Rob Banathy, Senior Product Manager at NHS Digital, explains how his team developed a lateral flow device digital reader service that can detect nearly twice the number of positive COVID-19 cases during early infection compared to the human eye

At the start of 2021 when the government rolled out the use of self-conducted and reported lateral flow devices (LFDs) to support mass asymptomatic testing for the public, a concern was identified around users interpreted the test incorrectly, particularly when the lines on the LFDs are faint.
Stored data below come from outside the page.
//! services/api/src/adapters/essay_llm.rs
//!
//! This module contains the adapter for the essay-writing LLM.
//! It implements the `TextGenerationService` port from the `core` crate using
//! OpenAI chat completions with a strict JSON-schema response format.

use async_openai::{
    config::OpenAIConfig,
    error::OpenAIError,
    types::chat::{
        ChatCompletionRequestSystemMessageArgs, ChatCompletionRequestUserMessageArgs,
        CreateChatCompletionRequestArgs, FinishReason, ResponseFormat, ResponseFormatJsonSchema,
    },
    Client,
};
use async_trait::async_trait;
use essay_writer_core::ports::{
    PortError, PortResult, StructuredGeneration, StructuredReply, TextGenerationService,
};
use tracing::{debug, warn};

const SYSTEM_INSTRUCTIONS: &str = "You write essays and reply only with JSON that matches the provided schema.";

//=========================================================================================
// The Main Adapter Struct
//=========================================================================================

/// An adapter that implements `TextGenerationService` using an OpenAI-compatible LLM.
#[derive(Clone)]
pub struct OpenAiEssayAdapter {
    client: Client<OpenAIConfig>,
    model: String,
}

impl OpenAiEssayAdapter {
    /// Creates a new `OpenAiEssayAdapter`.
    pub fn new(client: Client<OpenAIConfig>, model: String) -> Self {
        Self { client, model }
    }
}

/// The strict structured-output format for a schema.
fn json_schema_format(call: &StructuredGeneration) -> ResponseFormat {
    ResponseFormat::JsonSchema {
        json_schema: ResponseFormatJsonSchema {
            name: call.schema_name.clone(),
            description: Some("An essay as an ordered list of headed paragraphs.".to_string()),
            schema: Some(call.schema.clone()),
            strict: Some(true),
        },
    }
}

/// Maps the first choice of a completion to a raw reply.
fn reply_from_choice(content: Option<String>, finish_reason: Option<FinishReason>) -> StructuredReply {
    StructuredReply {
        content,
        truncated: matches!(finish_reason, Some(FinishReason::Length)),
    }
}

//=========================================================================================
// `TextGenerationService` Trait Implementation
//=========================================================================================

#[async_trait]
impl TextGenerationService for OpenAiEssayAdapter {
    /// Sends the prompt once and hands back whatever the model produced.
    async fn generate_structured(&self, call: StructuredGeneration) -> PortResult<StructuredReply> {
        let response_format = json_schema_format(&call);

        let messages = vec![
            ChatCompletionRequestSystemMessageArgs::default()
                .content(SYSTEM_INSTRUCTIONS)
                .build()
                .map_err(|e| PortError::Unexpected(e.to_string()))?
                .into(),
            ChatCompletionRequestUserMessageArgs::default()
                .content(call.prompt)
                .build()
                .map_err(|e| PortError::Unexpected(e.to_string()))?
                .into(),
        ];

        let request = CreateChatCompletionRequestArgs::default()
            .model(&self.model)
            .messages(messages)
            .n(1)
            .max_completion_tokens(call.max_output_tokens)
            .response_format(response_format)
            .build()
            .map_err(|e| PortError::Unexpected(e.to_string()))?;

        // Call the API and manually map the error if it occurs, which respects the orphan rule.
        let response = self
            .client
            .chat()
            .create(request)
            .await
            .map_err(|e: OpenAIError| PortError::Unexpected(e.to_string()))?;

        let Some(choice) = response.choices.into_iter().next() else {
            warn!("Essay LLM returned no choices in its response.");
            return Ok(StructuredReply::default());
        };

        debug!(finish_reason = ?choice.finish_reason, "Essay LLM responded.");
        Ok(reply_from_choice(choice.message.content, choice.finish_reason))
    }
}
In this scenario, asymptomatic users might not be identified and may contribute to a chain of transmission. This is particularly a concern where testing is used in situations such as entry to nursing homes, where the impact of missing asymptomatic users could be devastating. To help mitigate this risk, we explored whether a digital reader could be used to interpret the result of an LFD more accurately by removing the variation in human eyesight and human bias.

Our approach

After searching for suppliers with the technology we needed, we discovered there were no production-ready, clinically assured solutions available in the market. We worked quickly with suppliers, and public health and regulatory teams, to design and test a service that could be used safely and effectively by the general population.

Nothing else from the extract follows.